**REQUIRED WORK**.
For each record below, give an exact transcription.
====== EXERCISE DATA ======
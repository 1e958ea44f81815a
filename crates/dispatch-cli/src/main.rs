//! Dispatch CLI
//!
//! Bootstraps the execution environment (managed vs local), wires the
//! provider, the date/time tool and the event bus into one agent, and runs
//! it once with the prompt from the command line.

use std::sync::Arc;
use std::time::Duration;

use anyhow::Context;
use clap::Parser;

use dispatch_agent::Agent;
use dispatch_core::{init_logging, load_settings_or_default, settings::SETTINGS_FILE, Bootstrap};
use dispatch_events::{forward_events, CloudEventListener, EventBus};
use dispatch_llm::{create_provider, Model};
use dispatch_tools::{builtin::DateTimeTool, ToolRegistry};

/// Run a prompt through an agent with date/time access
#[derive(Debug, Parser)]
#[command(name = "dispatch", version, about)]
struct Cli {
    /// Prompt words, joined with spaces
    #[arg(required = true)]
    prompt: Vec<String>,

    /// Model to run against
    #[arg(long, short = 'm', alias = "m", default_value_t = Model::default())]
    model: Model,
}

#[tokio::main]
async fn main() -> anyhow::Result<()> {
    let cli = Cli::parse();
    let prompt = cli.prompt.join(" ");

    // Resolve the environment before anything else reads configuration
    let bootstrap = Bootstrap::resolve().context("failed to resolve execution environment")?;

    let settings = load_settings_or_default(SETTINGS_FILE);
    init_logging(&settings.logging);

    tracing::debug!(
        agent = %settings.run.agent_name,
        mode = ?bootstrap.mode(),
        run_id = %bootstrap.run_id(),
        model = %cli.model,
        "environment resolved"
    );

    let events = EventBus::default();

    // In managed mode, ship run telemetry to the platform's event sink
    let forwarder = bootstrap.cloud().map(|cloud| {
        let listener = Arc::new(CloudEventListener::new(cloud));
        tracing::debug!(endpoint = %listener.endpoint(), "cloud event listener registered");
        forward_events(&events, listener)
    });

    let provider = create_provider(
        bootstrap.provider_api_key()?,
        cli.model,
        Duration::from_secs(settings.run.request_timeout_secs),
    )?;

    let tools = ToolRegistry::new();
    tools.register(DateTimeTool)?;

    let agent = Agent::builder()
        .boxed_provider(provider)
        .tools(tools)
        .events(events.clone())
        .run_id(bootstrap.run_id())
        .system_message(settings.run.system_message.clone())
        .max_iterations(settings.run.max_iterations)
        .build()?;

    let outcome = agent.run(&prompt).await;

    // Close the bus so the forwarder can drain and finish
    drop(agent);
    drop(events);
    if let Some(handle) = forwarder {
        let _ = handle.await;
    }

    let output = outcome?;
    println!("{output}");

    Ok(())
}

#[cfg(test)]
mod tests {
    use super::*;

    #[test]
    fn test_defaults_to_gpt_4o() {
        let cli = Cli::try_parse_from(["dispatch", "Hello"]).unwrap();
        assert_eq!(cli.model, Model::Gpt4o);
        assert_eq!(cli.prompt, vec!["Hello"]);
    }

    #[test]
    fn test_model_flag() {
        let cli = Cli::try_parse_from(["dispatch", "Hello", "--model", "gpt-3.5-turbo"]).unwrap();
        assert_eq!(cli.model, Model::Gpt35Turbo);
    }

    #[test]
    fn test_model_short_flag() {
        let cli = Cli::try_parse_from(["dispatch", "-m", "gpt-4o-mini", "Hello"]).unwrap();
        assert_eq!(cli.model, Model::Gpt4oMini);
    }

    #[test]
    fn test_model_legacy_alias() {
        let cli = Cli::try_parse_from(["dispatch", "--m", "gpt-4o-mini", "Hello"]).unwrap();
        assert_eq!(cli.model, Model::Gpt4oMini);
    }

    #[test]
    fn test_invalid_model_rejected() {
        let result = Cli::try_parse_from(["dispatch", "Hello", "--model", "gpt-5"]);
        assert!(result.is_err());
    }

    #[test]
    fn test_prompt_required() {
        let result = Cli::try_parse_from(["dispatch"]);
        assert!(result.is_err());
    }

    #[test]
    fn test_prompt_words_join() {
        let cli = Cli::try_parse_from(["dispatch", "What", "time", "is", "it?"]).unwrap();
        assert_eq!(cli.prompt.join(" "), "What time is it?");
        assert_eq!(cli.model, Model::Gpt4o);
    }
}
======
**EXPECTED OUTPUT**.
repository 1e958ea44f81815a
filename crates/dispatch-cli/src/main.rs
//! Dispatch CLI
//!
//! Bootstraps the execution environment (managed vs local), wires the
//! provider, the date/time tool and the event bus into one agent, and runs
//! it once with the prompt from the command line.

use std::sync::Arc;
use std::time::Duration;

use anyhow::Context;
use clap::Parser;

use dispatch_agent::Agent;
use dispatch_core::{init_logging, load_settings_or_default, settings::SETTINGS_FILE, Bootstrap};
use dispatch_events::{forward_events, CloudEventListener, EventBus};
use dispatch_llm::{create_provider, Model};
use dispatch_tools::{builtin::DateTimeTool, ToolRegistry};

/// Run a prompt through an agent with date/time access
#[derive(Debug, Parser)]
#[command(name = "dispatch", version, about)]
struct Cli {
    /// Prompt words, joined with spaces
    #[arg(required = true)]
    prompt: Vec<String>,

    /// Model to run against
    #[arg(long, short = 'm', alias = "m", default_value_t = Model::default())]
    model: Model,
}

#[tokio::main]
async fn main() -> anyhow::Result<()> {
    let cli = Cli::parse();
    let prompt = cli.prompt.join(" ");

    // Resolve the environment before anything else reads configuration
    let bootstrap = Bootstrap::resolve().context("failed to resolve execution environment")?;

    let settings = load_settings_or_default(SETTINGS_FILE);
    init_logging(&settings.logging);

    tracing::debug!(
        agent = %settings.run.agent_name,
        mode = ?bootstrap.mode(),
        run_id = %bootstrap.run_id(),
        model = %cli.model,
        "environment resolved"
    );

    let events = EventBus::default();

    // In managed mode, ship run telemetry to the platform's event sink
    let forwarder = bootstrap.cloud().map(|cloud| {
        let listener = Arc::new(CloudEventListener::new(cloud));
        tracing::debug!(endpoint = %listener.endpoint(), "cloud event listener registered");
        forward_events(&events, listener)
    });

    let provider = create_provider(
        bootstrap.provider_api_key()?,
        cli.model,
        Duration::from_secs(settings.run.request_timeout_secs),
    )?;

    let tools = ToolRegistry::new();
    tools.register(DateTimeTool)?;

    let agent = Agent::builder()
        .boxed_provider(provider)
        .tools(tools)
        .events(events.clone())
        .run_id(bootstrap.run_id())
        .system_message(settings.run.system_message.clone())
        .max_iterations(settings.run.max_iterations)
        .build()?;

    let outcome = agent.run(&prompt).await;

    // Close the bus so the forwarder can drain and finish
    drop(agent);
    drop(events);
    if let Some(handle) = forwarder {
        let _ = handle.await;
    }

    let output = outcome?;
    println!("{output}");

    Ok(())
}

#[cfg(test)]
mod tests {
    use super::*;

    #[test]
    fn test_defaults_to_gpt_4o() {
        let cli = Cli::try_parse_from(["dispatch", "Hello"]).unwrap();
        assert_eq!(cli.model, Model::Gpt4o);
        assert_eq!(cli.prompt, vec!["Hello"]);
    }

    #[test]
    fn test_model_flag() {
        let cli = Cli::try_parse_from(["dispatch", "Hello", "--model", "gpt-3.5-turbo"]).unwrap();
        assert_eq!(cli.model, Model::Gpt35Turbo);
    }

    #[test]
    fn test_model_short_flag() {
        let cli = Cli::try_parse_from(["dispatch", "-m", "gpt-4o-mini", "Hello"]).unwrap();
        assert_eq!(cli.model, Model::Gpt4oMini);
    }

    #[test]
    fn test_model_legacy_alias() {
        let cli = Cli::try_parse_from(["dispatch", "--m", "gpt-4o-mini", "Hello"]).unwrap();
        assert_eq!(cli.model, Model::Gpt4oMini);
    }

    #[test]
    fn test_invalid_model_rejected() {
        let result = Cli::try_parse_from(["dispatch", "Hello", "--model", "gpt-5"]);
        assert!(result.is_err());
    }

    #[test]
    fn test_prompt_required() {
        let result = Cli::try_parse_from(["dispatch"]);
        assert!(result.is_err());
    }

    #[test]
    fn test_prompt_words_join() {
        let cli = Cli::try_parse_from(["dispatch", "What", "time", "is", "it?"]).unwrap();
        assert_eq!(cli.prompt.join(" "), "What time is it?");
        assert_eq!(cli.model, Model::Gpt4o);
    }
}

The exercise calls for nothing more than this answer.